> _Exercise aim_: Would you please print the data a second time, exactly as it stands?

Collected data
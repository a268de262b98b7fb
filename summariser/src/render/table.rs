use crate::render::{Panel, Typography};
use crate::report::SummaryRow;
use plotters::prelude::*;
use plotters::style::text_anchor::{HPos, Pos, VPos};

const HEADER_FILL: RGBColor = RGBColor(0x4C, 0xAF, 0x50);
const SPACER_FILL: RGBColor = RGBColor(0xF0, 0xF0, 0xF0);
const METRIC_WIDTH: f64 = 0.6;

/// Text size and row height of a summary table, rows are `row_scale` times the text height.
#[derive(Debug, Clone, Copy, PartialEq)]
pub(crate) struct TableStyle {
    pub font_pt: f64,
    pub row_scale: f64,
}

/// Draw the metric table that closes every dashboard.
///
/// The header is followed by an empty spacer row before the metrics.
pub(crate) fn draw_summary_table(
    panel: &Panel<'_>,
    typography: &Typography,
    table: TableStyle,
    rows: &[SummaryRow],
) -> anyhow::Result<()> {
    let (width, height) = panel.dim_in_pixel();
    let (width, height) = (width as i32, height as i32);

    let mut top = typography.px_i32(4.0);
    if typography.has_text() {
        panel.draw(&Text::new(
            "Summary Statistics",
            (width / 2, top),
            typography
                .bold(13.0)
                .pos(Pos::new(HPos::Center, VPos::Top)),
        ))?;
        top += typography.px_i32(26.0);
    }

    let row_height = (typography.px(table.font_pt) * table.row_scale).round().max(2.0) as i32;
    let left = width / 20;
    let right = width - left;
    let split = left + ((right - left) as f64 * METRIC_WIDTH).round() as i32;
    let padding = typography.px_i32(6.0);
    let border = BLACK.mix(0.4).stroke_width(1);

    let draw_row = |index: i32,
                    fill: RGBColor,
                    cells: Option<(&str, &str)>,
                    style: &TextStyle<'static>|
     -> anyhow::Result<()> {
        let y0 = top + index * row_height;
        let y1 = (y0 + row_height).min(height - 1);
        if y0 >= height {
            log::warn!("Summary table does not fit its panel, dropping rows");
            return Ok(());
        }

        for (x0, x1) in [(left, split), (split, right)] {
            panel.draw(&Rectangle::new([(x0, y0), (x1, y1)], fill.filled()))?;
            panel.draw(&Rectangle::new([(x0, y0), (x1, y1)], border))?;
        }

        if let (Some((metric, value)), true) = (cells, typography.has_text()) {
            let middle = (y0 + y1) / 2;
            let style = style.pos(Pos::new(HPos::Left, VPos::Center));
            panel.draw(&Text::new(metric, (left + padding, middle), style.clone()))?;
            panel.draw(&Text::new(value, (split + padding, middle), style))?;
        }

        Ok(())
    };

    let header = typography.bold(table.font_pt).color(&WHITE);
    let body = typography.regular(table.font_pt);

    draw_row(0, HEADER_FILL, Some(("Metric", "Value")), &header)?;
    draw_row(1, SPACER_FILL, None, &body)?;
    for (i, row) in rows.iter().enumerate() {
        draw_row(
            i as i32 + 2,
            WHITE,
            Some((row.metric.as_str(), row.value.as_str())),
            &body,
        )?;
    }

    Ok(())
}
use crate::cli::PlotArgs;
use crate::frame::load_csv;
use crate::render::{fonts, RenderOptions, Typography};
use crate::report::{write_banner, write_section_banner, write_summary_table};
use crate::scenario::*;
use anyhow::Context;
use std::fs::File;
use std::io::Write;
use std::path::Path;
use tables_stress_summary_model::{store_summary_output, SummaryOutput};

mod analyze;
pub mod cli;
pub mod frame;
mod render;
pub mod report;
pub mod scenario;
mod viewer;

pub use render::FigureLayout;

/// Summarise the results of a stress test, report to stdout and render the dashboard image.
pub fn run(benchmark: Benchmark, args: &PlotArgs) -> anyhow::Result<()> {
    let stdout = std::io::stdout();
    let mut out = stdout.lock();
    run_with_writer(benchmark, args, &mut out)?;

    if !args.no_show {
        viewer::show(&args.output(benchmark));
    }

    Ok(())
}

/// Produce the report and dashboard for `benchmark`, writing the report to `out`.
///
/// The image is never shown, see [`run`] for that.
pub fn run_with_writer<W: Write>(
    benchmark: Benchmark,
    args: &PlotArgs,
    out: &mut W,
) -> anyhow::Result<()> {
    let source = args.csv_file(benchmark);
    let image = args.output(benchmark);

    write_banner(out, benchmark.title())?;

    let frame = load_csv(&source, benchmark)?;

    let has_text = fonts::register_fonts(args.font.as_deref()).context("Register fonts")?;
    let options = RenderOptions {
        dpi: args.dpi,
        typography: Typography::new(has_text, args.dpi),
    };

    let output = match benchmark {
        Benchmark::Saturation => {
            let summary = summarize_saturation(&frame).context("Saturation summary")?;
            write_saturation_load_report(out, &source, &summary)?;
            write_saturation_report(out, &summary)?;
            write_summary_table(out, &saturation_rows(&summary))?;

            write_generating(out)?;
            render_saturation(&frame, &summary, &image, &options)
                .context("Render saturation dashboard")?;

            SummaryOutput::new(benchmark.name(), &source, &image, summary)?
        }
        Benchmark::Sustained => {
            let summary = summarize_sustained(&frame).context("Sustained load summary")?;
            write_sustained_load_report(out, &source, &summary)?;
            write_sustained_report(out, &summary)?;
            write_summary_table(out, &sustained_rows(&summary))?;

            write_generating(out)?;
            render_sustained(&frame, &summary, &image, &options)
                .context("Render sustained load dashboard")?;

            SummaryOutput::new(benchmark.name(), &source, &image, summary)?
        }
    };

    writeln!(out, "\nVisualization saved to: {}", image.display())?;

    if let Some(path) = &args.summary_json {
        write_summary_json(path, &output)?;
        writeln!(out, "Summary written to: {}", path.display())?;
    }

    write_section_banner(out, "Analysis Complete!")?;

    Ok(())
}

fn write_generating<W: Write>(out: &mut W) -> std::io::Result<()> {
    write_section_banner(out, "Generating Visualizations...")
}

fn write_summary_json(path: &Path, output: &SummaryOutput) -> anyhow::Result<()> {
    log::debug!("Writing summary to {}", path.display());

    let mut file = File::create(path)
        .with_context(|| format!("Failed to create summary file {}", path.display()))?;
    store_summary_output(output, &mut file)?;
    writeln!(file)?;

    Ok(())
}
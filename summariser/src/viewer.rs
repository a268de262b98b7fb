use std::path::Path;
use std::process::Command;

/// Open an image with the platform viewer.
///
/// Nothing is shown on a headless Linux host. Failures are logged and otherwise ignored since the
/// image has already been written.
pub(crate) fn show(path: &Path) {
    let Some(mut command) = viewer_command(path) else {
        log::debug!("No display available, not opening {}", path.display());
        return;
    };

    match command.status() {
        Ok(status) if status.success() => {}
        Ok(status) => log::warn!("Image viewer for {} exited with {status}", path.display()),
        Err(e) => log::warn!("Could not open image viewer for {}: {e}", path.display()),
    }
}

fn viewer_command(path: &Path) -> Option<Command> {
    if cfg!(target_os = "macos") {
        let mut command = Command::new("open");
        command.arg(path);
        Some(command)
    } else if cfg!(target_os = "windows") {
        let mut command = Command::new("cmd");
        command.args(["/C", "start", ""]).arg(path);
        Some(command)
    } else if std::env::var_os("DISPLAY").is_some() || std::env::var_os("WAYLAND_DISPLAY").is_some()
    {
        let mut command = Command::new("xdg-open");
        command.arg(path);
        Some(command)
    } else {
        None
    }
}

> _Solution_:
repository a268de262b98b7fb
filename summariser/src/render/table.rs
use crate::render::{Panel, Typography};
use crate::report::SummaryRow;
use plotters::prelude::*;
use plotters::style::text_anchor::{HPos, Pos, VPos};

const HEADER_FILL: RGBColor = RGBColor(0x4C, 0xAF, 0x50);
const SPACER_FILL: RGBColor = RGBColor(0xF0, 0xF0, 0xF0);
const METRIC_WIDTH: f64 = 0.6;

/// Text size and row height of a summary table, rows are `row_scale` times the text height.
#[derive(Debug, Clone, Copy, PartialEq)]
pub(crate) struct TableStyle {
    pub font_pt: f64,
    pub row_scale: f64,
}

/// Draw the metric table that closes every dashboard.
///
/// The header is followed by an empty spacer row before the metrics.
pub(crate) fn draw_summary_table(
    panel: &Panel<'_>,
    typography: &Typography,
    table: TableStyle,
    rows: &[SummaryRow],
) -> anyhow::Result<()> {
    let (width, height) = panel.dim_in_pixel();
    let (width, height) = (width as i32, height as i32);

    let mut top = typography.px_i32(4.0);
    if typography.has_text() {
        panel.draw(&Text::new(
            "Summary Statistics",
            (width / 2, top),
            typography
                .bold(13.0)
                .pos(Pos::new(HPos::Center, VPos::Top)),
        ))?;
        top += typography.px_i32(26.0);
    }

    let row_height = (typography.px(table.font_pt) * table.row_scale).round().max(2.0) as i32;
    let left = width / 20;
    let right = width - left;
    let split = left + ((right - left) as f64 * METRIC_WIDTH).round() as i32;
    let padding = typography.px_i32(6.0);
    let border = BLACK.mix(0.4).stroke_width(1);

    let draw_row = |index: i32,
                    fill: RGBColor,
                    cells: Option<(&str, &str)>,
                    style: &TextStyle<'static>|
     -> anyhow::Result<()> {
        let y0 = top + index * row_height;
        let y1 = (y0 + row_height).min(height - 1);
        if y0 >= height {
            log::warn!("Summary table does not fit its panel, dropping rows");
            return Ok(());
        }

        for (x0, x1) in [(left, split), (split, right)] {
            panel.draw(&Rectangle::new([(x0, y0), (x1, y1)], fill.filled()))?;
            panel.draw(&Rectangle::new([(x0, y0), (x1, y1)], border))?;
        }

        if let (Some((metric, value)), true) = (cells, typography.has_text()) {
            let middle = (y0 + y1) / 2;
            let style = style.pos(Pos::new(HPos::Left, VPos::Center));
            panel.draw(&Text::new(metric, (left + padding, middle), style.clone()))?;
            panel.draw(&Text::new(value, (split + padding, middle), style))?;
        }

        Ok(())
    };

    let header = typography.bold(table.font_pt).color(&WHITE);
    let body = typography.regular(table.font_pt);

    draw_row(0, HEADER_FILL, Some(("Metric", "Value")), &header)?;
    draw_row(1, SPACER_FILL, None, &body)?;
    for (i, row) in rows.iter().enumerate() {
        draw_row(
            i as i32 + 2,
            WHITE,
            Some((row.metric.as_str(), row.value.as_str())),
            &body,
        )?;
    }

    Ok(())
}
use crate::cli::PlotArgs;
use crate::frame::load_csv;
use crate::render::{fonts, RenderOptions, Typography};
use crate::report::{write_banner, write_section_banner, write_summary_table};
use crate::scenario::*;
use anyhow::Context;
use std::fs::File;
use std::io::Write;
use std::path::Path;
use tables_stress_summary_model::{store_summary_output, SummaryOutput};

mod analyze;
pub mod cli;
pub mod frame;
mod render;
pub mod report;
pub mod scenario;
mod viewer;

pub use render::FigureLayout;

/// Summarise the results of a stress test, report to stdout and render the dashboard image.
pub fn run(benchmark: Benchmark, args: &PlotArgs) -> anyhow::Result<()> {
    let stdout = std::io::stdout();
    let mut out = stdout.lock();
    run_with_writer(benchmark, args, &mut out)?;

    if !args.no_show {
        viewer::show(&args.output(benchmark));
    }

    Ok(())
}

/// Produce the report and dashboard for `benchmark`, writing the report to `out`.
///
/// The image is never shown, see [`run`] for that.
pub fn run_with_writer<W: Write>(
    benchmark: Benchmark,
    args: &PlotArgs,
    out: &mut W,
) -> anyhow::Result<()> {
    let source = args.csv_file(benchmark);
    let image = args.output(benchmark);

    write_banner(out, benchmark.title())?;

    let frame = load_csv(&source, benchmark)?;

    let has_text = fonts::register_fonts(args.font.as_deref()).context("Register fonts")?;
    let options = RenderOptions {
        dpi: args.dpi,
        typography: Typography::new(has_text, args.dpi),
    };

    let output = match benchmark {
        Benchmark::Saturation => {
            let summary = summarize_saturation(&frame).context("Saturation summary")?;
            write_saturation_load_report(out, &source, &summary)?;
            write_saturation_report(out, &summary)?;
            write_summary_table(out, &saturation_rows(&summary))?;

            write_generating(out)?;
            render_saturation(&frame, &summary, &image, &options)
                .context("Render saturation dashboard")?;

            SummaryOutput::new(benchmark.name(), &source, &image, summary)?
        }
        Benchmark::Sustained => {
            let summary = summarize_sustained(&frame).context("Sustained load summary")?;
            write_sustained_load_report(out, &source, &summary)?;
            write_sustained_report(out, &summary)?;
            write_summary_table(out, &sustained_rows(&summary))?;

            write_generating(out)?;
            render_sustained(&frame, &summary, &image, &options)
                .context("Render sustained load dashboard")?;

            SummaryOutput::new(benchmark.name(), &source, &image, summary)?
        }
    };

    writeln!(out, "\nVisualization saved to: {}", image.display())?;

    if let Some(path) = &args.summary_json {
        write_summary_json(path, &output)?;
        writeln!(out, "Summary written to: {}", path.display())?;
    }

    write_section_banner(out, "Analysis Complete!")?;

    Ok(())
}

fn write_generating<W: Write>(out: &mut W) -> std::io::Result<()> {
    write_section_banner(out, "Generating Visualizations...")
}

fn write_summary_json(path: &Path, output: &SummaryOutput) -> anyhow::Result<()> {
    log::debug!("Writing summary to {}", path.display());

    let mut file = File::create(path)
        .with_context(|| format!("Failed to create summary file {}", path.display()))?;
    store_summary_output(output, &mut file)?;
    writeln!(file)?;

    Ok(())
}
filename summariser/src/viewer.rs
repository a268de262b98b7fb
use std::path::Path;
use std::process::Command;

/// Open an image with the platform viewer.
///
/// Nothing is shown on a headless Linux host. Failures are logged and otherwise ignored since the
/// image has already been written.
pub(crate) fn show(path: &Path) {
    let Some(mut command) = viewer_command(path) else {
        log::debug!("No display available, not opening {}", path.display());
        return;
    };

    match command.status() {
        Ok(status) if status.success() => {}
        Ok(status) => log::warn!("Image viewer for {} exited with {status}", path.display()),
        Err(e) => log::warn!("Could not open image viewer for {}: {e}", path.display()),
    }
}

fn viewer_command(path: &Path) -> Option<Command> {
    if cfg!(target_os = "macos") {
        let mut command = Command::new("open");
        command.arg(path);
        Some(command)
    } else if cfg!(target_os = "windows") {
        let mut command = Command::new("cmd");
        command.args(["/C", "start", ""]).arg(path);
        Some(command)
    } else if std::env::var_os("DISPLAY").is_some() || std::env::var_os("WAYLAND_DISPLAY").is_some()
    {
        let mut command = Command::new("xdg-open");
        command.arg(path);
        Some(command)
    } else {
        None
    }
}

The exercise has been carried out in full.